The large-scale undertaking mobilised more than 300 scientists from 25 countries over six years. The findings of this study provide the means to select animals with a smaller environmental footprint, particularly animals with less greenhouse gas emissions.

"The bovine genome is more similar to that of humans than mice or rats at all levels, from genomic DNA rearrangements, to shared genes and identity of their protein sequences" said Evgeny Zdobnov, one of the lead analysts from the project and a researcher at the University of Geneva and the Swiss Institute of Bioinformatics.

He explains that "the finding that about 75% of human genes are well conserved across mammals is striking. The bovine genome gives us further insight into human biology, allowing us to highlight the loss or gain of certain gene families in hominoids.

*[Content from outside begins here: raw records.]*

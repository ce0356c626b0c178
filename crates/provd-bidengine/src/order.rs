//! Per-order bidding state machine.
//!
//! One task per open order. The pipeline is: fetch the group spec,
//! check feasibility, reserve inventory, price, broadcast a bid, then
//! listen for the order's outcome. Each pipeline step runs detached so
//! the task keeps observing bus events and shutdown while a chain call
//! or pricing script is in flight. A reservation never outlives the
//! task: every exit path either converts it into a won lease or
//! releases it.

use std::sync::Arc;

use thiserror::Error;
use tokio::sync::watch;
use tokio::task::JoinHandle;
use tracing::{debug, error, info, warn};

use provd_chain::{ChainError, QueryClient, Session};
use provd_cluster::{InventoryError, InventoryService};
use provd_pubsub::{Bus, PubsubError, Subscriber};
use provd_types::{match_attributes, Event, GroupSpec, LeaseId, OrderId, SignedBy};

use crate::pricing::{BidPricingStrategy, PricingError};

#[derive(Debug, Error)]
pub enum BidError {
    #[error(transparent)]
    Chain(#[from] ChainError),

    #[error(transparent)]
    Inventory(#[from] InventoryError),

    #[error(transparent)]
    Pricing(#[from] PricingError),

    #[error(transparent)]
    Pubsub(#[from] PubsubError),

    #[error("not running")]
    NotRunning,
}

/// Why an order was declined without a bid.
#[derive(Debug, Clone, Copy, PartialEq, Eq)]
enum Rejection {
    InvalidGroup,
    AttributeMismatch,
    UnauditedAttributes,
}

enum Step {
    Fetched(GroupSpec),
    Rejected(Rejection),
    Reserved,
    ExistingBid(bool),
    Priced(u64),
    BidPlaced,
}

pub(crate) struct OrderTask {
    order_id: OrderId,
    session: Session,
    inventory: InventoryService,
    pricing: Arc<dyn BidPricingStrategy>,
    bus: Bus,
    sub: Subscriber,
    /// Recovered after a restart: check for a pre-existing bid before
    /// pricing.
    catchup: bool,
    shutdown: watch::Receiver<bool>,
}

impl OrderTask {
    #[allow(clippy::too_many_arguments)]
    pub(crate) fn spawn(
        order_id: OrderId,
        session: Session,
        inventory: InventoryService,
        pricing: Arc<dyn BidPricingStrategy>,
        bus: Bus,
        sub: Subscriber,
        catchup: bool,
        shutdown: watch::Receiver<bool>,
    ) -> JoinHandle<()> {
        let task = Self {
            order_id,
            session,
            inventory,
            pricing,
            bus,
            sub,
            catchup,
            shutdown,
        };
        tokio::spawn(task.run())
    }

    async fn run(mut self) {
        debug!(order_id = %self.order_id, catchup = self.catchup, "order task starting");

        let mut group: Option<GroupSpec> = None;
        let mut reserved = false;
        let mut listening = false;
        let mut won: Option<(LeaseId, u64)> = None;
        let mut step: Option<JoinHandle<Result<Step, BidError>>> = Some(self.spawn_fetch());

        loop {
            tokio::select! {
                _ = self.shutdown.changed() => {
                    // Wait for in-flight work so the reservation is
                    // not released while a step still references it.
                    if let Some(step) = step.take() {
                        let _ = step.await;
                    }
                    break;
                }

                ev = self.sub.recv() => {
                    let Some(ev) = ev else {
                        if let Some(step) = step.take() {
                            let _ = step.await;
                        }
                        break;
                    };
                    match ev {
                        Event::LeaseCreated { lease_id, price }
                            if lease_id.order == self.order_id =>
                        {
                            if lease_id.provider == self.session.provider_address() {
                                won = Some((lease_id, price));
                                if listening {
                                    self.finish_won(&mut won, &group, &mut reserved);
                                    break;
                                }
                            } else {
                                info!(order_id = %self.order_id, winner = %lease_id.provider, "lost order");
                                if let Some(step) = step.take() {
                                    let _ = step.await;
                                }
                                break;
                            }
                        }
                        Event::OrderClosed { order_id } if order_id == self.order_id => {
                            info!(order_id = %self.order_id, "order closed");
                            if let Some(step) = step.take() {
                                let _ = step.await;
                            }
                            break;
                        }
                        _ => {}
                    }
                }

                res = async { step.as_mut().expect("step in flight").await }, if step.is_some() => {
                    step = None;
                    let outcome = match res {
                        Ok(outcome) => outcome,
                        Err(err) => {
                            error!(order_id = %self.order_id, %err, "order step panicked");
                            break;
                        }
                    };
                    match outcome {
                        Ok(Step::Fetched(spec)) => {
                            if let Some(rejection) = self.feasibility(&spec).await {
                                info!(order_id = %self.order_id, ?rejection, "order rejected");
                                break;
                            }
                            group = Some(spec.clone());
                            step = Some(self.spawn_reserve(spec));
                        }
                        Ok(Step::Rejected(rejection)) => {
                            info!(order_id = %self.order_id, ?rejection, "order rejected");
                            break;
                        }
                        Ok(Step::Reserved) => {
                            reserved = true;
                            let Some(spec) = group.clone() else { break };
                            if self.catchup {
                                step = Some(self.spawn_bid_check());
                            } else {
                                step = Some(self.spawn_price(spec));
                            }
                        }
                        Ok(Step::ExistingBid(true)) => {
                            debug!(order_id = %self.order_id, "existing bid found, listening");
                            listening = true;
                            if won.is_some() {
                                self.finish_won(&mut won, &group, &mut reserved);
                                break;
                            }
                        }
                        Ok(Step::ExistingBid(false)) => {
                            let Some(spec) = group.clone() else { break };
                            step = Some(self.spawn_price(spec));
                        }
                        Ok(Step::Priced(price)) => {
                            info!(order_id = %self.order_id, price, "bidding");
                            step = Some(self.spawn_broadcast(price));
                        }
                        Ok(Step::BidPlaced) => {
                            listening = true;
                            if won.is_some() {
                                self.finish_won(&mut won, &group, &mut reserved);
                                break;
                            }
                        }
                        Err(err) => {
                            warn!(order_id = %self.order_id, %err, "order aborted");
                            break;
                        }
                    }
                }
            }
        }

        if reserved {
            match self.inventory.unreserve(self.order_id.clone()).await {
                Ok(_) | Err(InventoryError::NotFound) => {}
                Err(err) => warn!(order_id = %self.order_id, %err, "unreserve failed"),
            }
        }
        debug!(order_id = %self.order_id, "order task stopped");
    }

    /// Publish the lease-won event and hand the reservation over to
    /// the cluster layer.
    fn finish_won(
        &self,
        won: &mut Option<(LeaseId, u64)>,
        group: &Option<GroupSpec>,
        reserved: &mut bool,
    ) {
        let Some((lease_id, price)) = won.take() else {
            return;
        };
        let Some(group) = group.clone() else {
            return;
        };
        info!(%lease_id, price, "lease won");
        // The reservation converts into the live deployment.
        *reserved = false;
        if let Err(err) = self.bus.publish(Event::LeaseWon {
            lease_id,
            group,
            price,
        }) {
            warn!(order_id = %self.order_id, %err, "lease-won publish failed");
        }
    }

    fn spawn_fetch(&self) -> JoinHandle<Result<Step, BidError>> {
        let query = self.session.query().clone();
        let group_id = self.order_id.group_id();
        tokio::spawn(async move {
            let spec = query.group(&group_id).await?;
            if !spec.validate() {
                return Ok(Step::Rejected(Rejection::InvalidGroup));
            }
            Ok(Step::Fetched(spec))
        })
    }

    /// Placement feasibility: the provider's own attributes must match,
    /// and any signed-by constraints must be backed by auditor records.
    async fn feasibility(&self, spec: &GroupSpec) -> Option<Rejection> {
        let required = &spec.requirements.attributes;
        if !match_attributes(&self.session.provider().attributes, required) {
            return Some(Rejection::AttributeMismatch);
        }
        let signed_by = &spec.requirements.signed_by;
        if signed_by.is_empty() {
            return None;
        }
        match check_signed_by(
            self.session.query(),
            signed_by,
            self.session.provider_address(),
            required,
        )
        .await
        {
            Ok(true) => None,
            Ok(false) => Some(Rejection::UnauditedAttributes),
            Err(err) => {
                warn!(order_id = %self.order_id, %err, "audit lookup failed");
                Some(Rejection::UnauditedAttributes)
            }
        }
    }

    fn spawn_reserve(&self, spec: GroupSpec) -> JoinHandle<Result<Step, BidError>> {
        let inventory = self.inventory.clone();
        let order_id = self.order_id.clone();
        tokio::spawn(async move {
            inventory.reserve(order_id, spec).await?;
            Ok(Step::Reserved)
        })
    }

    fn spawn_bid_check(&self) -> JoinHandle<Result<Step, BidError>> {
        let query = self.session.query().clone();
        let bid_id = self.order_id.bid_id(self.session.provider_address());
        tokio::spawn(async move {
            let existing = query.bid(&bid_id).await?;
            Ok(Step::ExistingBid(existing.is_some()))
        })
    }

    fn spawn_price(&self, group: GroupSpec) -> JoinHandle<Result<Step, BidError>> {
        let pricing = self.pricing.clone();
        tokio::spawn(async move {
            let price = pricing.calculate_price(&group).await?;
            Ok(Step::Priced(price))
        })
    }

    fn spawn_broadcast(&self, price: u64) -> JoinHandle<Result<Step, BidError>> {
        let tx = self.session.tx().clone();
        let bid_id = self.order_id.bid_id(self.session.provider_address());
        tokio::spawn(async move {
            tx.create_bid(&bid_id, price).await?;
            Ok(Step::BidPlaced)
        })
    }
}

/// Auditor-backed attribute check: every `all_of` auditor must have
/// signed attributes for this provider satisfying the requirements, and
/// when `any_of` is non-empty at least one of those must as well.
async fn check_signed_by(
    query: &Arc<dyn QueryClient>,
    signed_by: &SignedBy,
    provider: &str,
    required: &[provd_types::Attribute],
) -> Result<bool, ChainError> {
    for auditor in &signed_by.all_of {
        match query.auditor_attributes(auditor, provider).await? {
            Some(attrs) if match_attributes(&attrs, required) => {}
            _ => return Ok(false),
        }
    }
    if signed_by.any_of.is_empty() {
        return Ok(true);
    }
    for auditor in &signed_by.any_of {
        if let Some(attrs) = query.auditor_attributes(auditor, provider).await? {
            if match_attributes(&attrs, required) {
                return Ok(true);
            }
        }
    }
    Ok(false)
}

#[cfg(test)]
mod tests {
    use super::*;
    use provd_chain::mock::MockChain;
    use provd_types::Attribute;

    #[tokio::test]
    async fn signed_by_all_of_requires_every_auditor() {
        let chain = Arc::new(MockChain::new());
        let required = vec![Attribute::new("region", "eu-west")];
        chain.set_auditor_attributes("auditor-a", "provider", required.clone());

        let query: Arc<dyn QueryClient> = chain.clone();
        let signed_by = SignedBy {
            all_of: vec!["auditor-a".to_string(), "auditor-b".to_string()],
            any_of: Vec::new(),
        };
        assert!(!check_signed_by(&query, &signed_by, "provider", &required)
            .await
            .unwrap());

        chain.set_auditor_attributes("auditor-b", "provider", required.clone());
        assert!(check_signed_by(&query, &signed_by, "provider", &required)
            .await
            .unwrap());
    }

    #[tokio::test]
    async fn signed_by_any_of_needs_one_match() {
        let chain = Arc::new(MockChain::new());
        let required = vec![Attribute::new("tier", "datacenter")];
        chain.set_auditor_attributes("auditor-b", "provider", required.clone());

        let query: Arc<dyn QueryClient> = chain.clone();
        let signed_by = SignedBy {
            all_of: Vec::new(),
            any_of: vec!["auditor-a".to_string(), "auditor-b".to_string()],
        };
        assert!(check_signed_by(&query, &signed_by, "provider", &required)
            .await
            .unwrap());
    }
}
//! In-memory chain double used by tests across the workspace.

use std::collections::HashMap;
use std::sync::Mutex;

use async_trait::async_trait;

use provd_types::{Attribute, BidId, DeploymentId, GroupId, GroupSpec, LeaseId, OrderId};

use crate::client::{
    BidInfo, BidState, ChainError, DeploymentInfo, EscrowAccount, LeaseInfo, OrderInfo,
    ProviderInfo, QueryClient, SyncInfo, TxClient,
};

/// Every message broadcast through the mock, in order.
#[derive(Debug, Clone, PartialEq, Eq)]
pub enum Broadcast {
    CreateBid { id: BidId, price: u64 },
    CloseBid(BidId),
    WithdrawLease(LeaseId),
    CloseLease(LeaseId),
}

#[derive(Default)]
struct State {
    groups: HashMap<GroupId, GroupSpec>,
    deployments: HashMap<DeploymentId, DeploymentInfo>,
    open_orders: Vec<OrderInfo>,
    bids: HashMap<BidId, BidInfo>,
    leases: Vec<LeaseInfo>,
    providers: HashMap<String, ProviderInfo>,
    audits: HashMap<(String, String), Vec<Attribute>>,
    escrow: HashMap<DeploymentId, EscrowAccount>,
    sync: Option<SyncInfo>,
    broadcasts: Vec<Broadcast>,
    fail_broadcasts: bool,
}

/// Mock chain implementing both client traits over shared in-memory
/// state.
#[derive(Default)]
pub struct MockChain {
    state: Mutex<State>,
}

impl MockChain {
    pub fn new() -> Self {
        Self::default()
    }

    pub fn set_group(&self, id: GroupId, spec: GroupSpec) {
        self.state.lock().unwrap().groups.insert(id, spec);
    }

    pub fn set_deployment(&self, info: DeploymentInfo) {
        let mut state = self.state.lock().unwrap();
        state.deployments.insert(info.id.clone(), info);
    }

    pub fn add_open_order(&self, id: OrderId) {
        self.state.lock().unwrap().open_orders.push(OrderInfo {
            id,
            state: crate::client::OrderState::Open,
        });
    }

    pub fn remove_open_order(&self, id: &OrderId) {
        self.state
            .lock()
            .unwrap()
            .open_orders
            .retain(|o| o.id != *id);
    }

    pub fn set_bid(&self, info: BidInfo) {
        let mut state = self.state.lock().unwrap();
        state.bids.insert(info.id.clone(), info);
    }

    pub fn add_lease(&self, info: LeaseInfo) {
        self.state.lock().unwrap().leases.push(info);
    }

    pub fn set_provider(&self, info: ProviderInfo) {
        let mut state = self.state.lock().unwrap();
        state.providers.insert(info.address.clone(), info);
    }

    pub fn set_auditor_attributes(&self, auditor: &str, provider: &str, attrs: Vec<Attribute>) {
        self.state
            .lock()
            .unwrap()
            .audits
            .insert((auditor.to_string(), provider.to_string()), attrs);
    }

    pub fn set_escrow_account(&self, id: DeploymentId, account: EscrowAccount) {
        self.state.lock().unwrap().escrow.insert(id, account);
    }

    pub fn set_sync_info(&self, info: SyncInfo) {
        self.state.lock().unwrap().sync = Some(info);
    }

    /// Make every subsequent broadcast fail.
    pub fn fail_broadcasts(&self, fail: bool) {
        self.state.lock().unwrap().fail_broadcasts = fail;
    }

    pub fn broadcasts(&self) -> Vec<Broadcast> {
        self.state.lock().unwrap().broadcasts.clone()
    }

    fn record(&self, msg: Broadcast) -> Result<(), ChainError> {
        let mut state = self.state.lock().unwrap();
        if state.fail_broadcasts {
            return Err(ChainError::Broadcast("mock broadcast failure".to_string()));
        }
        if let Broadcast::CreateBid { id, price } = &msg {
            state.bids.insert(
                id.clone(),
                BidInfo {
                    id: id.clone(),
                    price: *price,
                    state: BidState::Open,
                },
            );
        }
        state.broadcasts.push(msg);
        Ok(())
    }
}

#[async_trait]
impl QueryClient for MockChain {
    async fn group(&self, id: &GroupId) -> Result<GroupSpec, ChainError> {
        self.state
            .lock()
            .unwrap()
            .groups
            .get(id)
            .cloned()
            .ok_or_else(|| ChainError::NotFound(format!("group {id}")))
    }

    async fn deployment(&self, id: &DeploymentId) -> Result<DeploymentInfo, ChainError> {
        self.state
            .lock()
            .unwrap()
            .deployments
            .get(id)
            .cloned()
            .ok_or_else(|| ChainError::NotFound(format!("deployment {id}")))
    }

    async fn open_orders(&self) -> Result<Vec<OrderInfo>, ChainError> {
        Ok(self.state.lock().unwrap().open_orders.clone())
    }

    async fn bid(&self, id: &BidId) -> Result<Option<BidInfo>, ChainError> {
        Ok(self.state.lock().unwrap().bids.get(id).cloned())
    }

    async fn provider_leases(&self, provider: &str) -> Result<Vec<LeaseInfo>, ChainError> {
        Ok(self
            .state
            .lock()
            .unwrap()
            .leases
            .iter()
            .filter(|l| l.id.provider == provider)
            .cloned()
            .collect())
    }

    async fn deployment_leases(&self, id: &DeploymentId) -> Result<Vec<LeaseInfo>, ChainError> {
        Ok(self
            .state
            .lock()
            .unwrap()
            .leases
            .iter()
            .filter(|l| l.id.deployment_id() == *id)
            .cloned()
            .collect())
    }

    async fn provider(&self, address: &str) -> Result<ProviderInfo, ChainError> {
        self.state
            .lock()
            .unwrap()
            .providers
            .get(address)
            .cloned()
            .ok_or_else(|| ChainError::NotFound(format!("provider {address}")))
    }

    async fn auditor_attributes(
        &self,
        auditor: &str,
        provider: &str,
    ) -> Result<Option<Vec<Attribute>>, ChainError> {
        Ok(self
            .state
            .lock()
            .unwrap()
            .audits
            .get(&(auditor.to_string(), provider.to_string()))
            .cloned())
    }

    async fn escrow_account(&self, id: &DeploymentId) -> Result<EscrowAccount, ChainError> {
        self.state
            .lock()
            .unwrap()
            .escrow
            .get(id)
            .copied()
            .ok_or_else(|| ChainError::NotFound(format!("escrow account {id}")))
    }

    async fn sync_info(&self) -> Result<SyncInfo, ChainError> {
        self.state
            .lock()
            .unwrap()
            .sync
            .ok_or_else(|| ChainError::Query("sync info unavailable".to_string()))
    }
}

#[async_trait]
impl TxClient for MockChain {
    async fn create_bid(&self, id: &BidId, price: u64) -> Result<(), ChainError> {
        self.record(Broadcast::CreateBid {
            id: id.clone(),
            price,
        })
    }

    async fn close_bid(&self, id: &BidId) -> Result<(), ChainError> {
        self.record(Broadcast::CloseBid(id.clone()))
    }

    async fn withdraw_lease(&self, id: &LeaseId) -> Result<(), ChainError> {
        self.record(Broadcast::WithdrawLease(id.clone()))
    }

    async fn close_lease(&self, id: &LeaseId) -> Result<(), ChainError> {
        self.record(Broadcast::CloseLease(id.clone()))
    }
}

For example, humans have lost a large number of genes which encode the receptors that recognise molecules surrounding a cell and activate the necessary answers."

The research conducted by the teams of Professor Alexandre Reymond at UNIL and Professors Stylianos E. Antonarakis and Evgeny Zdobnov at UNIGE, has determined that the cow genome is made up of at least 22'000 protein-coding genes and 500 miRNAs, a class of genes that regulates the production of most of these proteins.

The majority of the genes in the former group can encode several different proteins through a mechanism called alternative splicing. "The sequencing of the cow genome allowed us to determine that this diversification mechanism is more evolutionary conserved than previously thought", says Alexandre Reymond, the leader of the analysis.

It appears that chromosomal rearrangements are essential for the acquisition of differences between mammals. In cattle biology, they have an influence on the genes involved in the processes of immunity, lactation, digestion and metabolism. These changes could help explain the amazing ability of cattle to efficiently convert low-quality forage into energy-dense meat and milk, processes long exploited by man.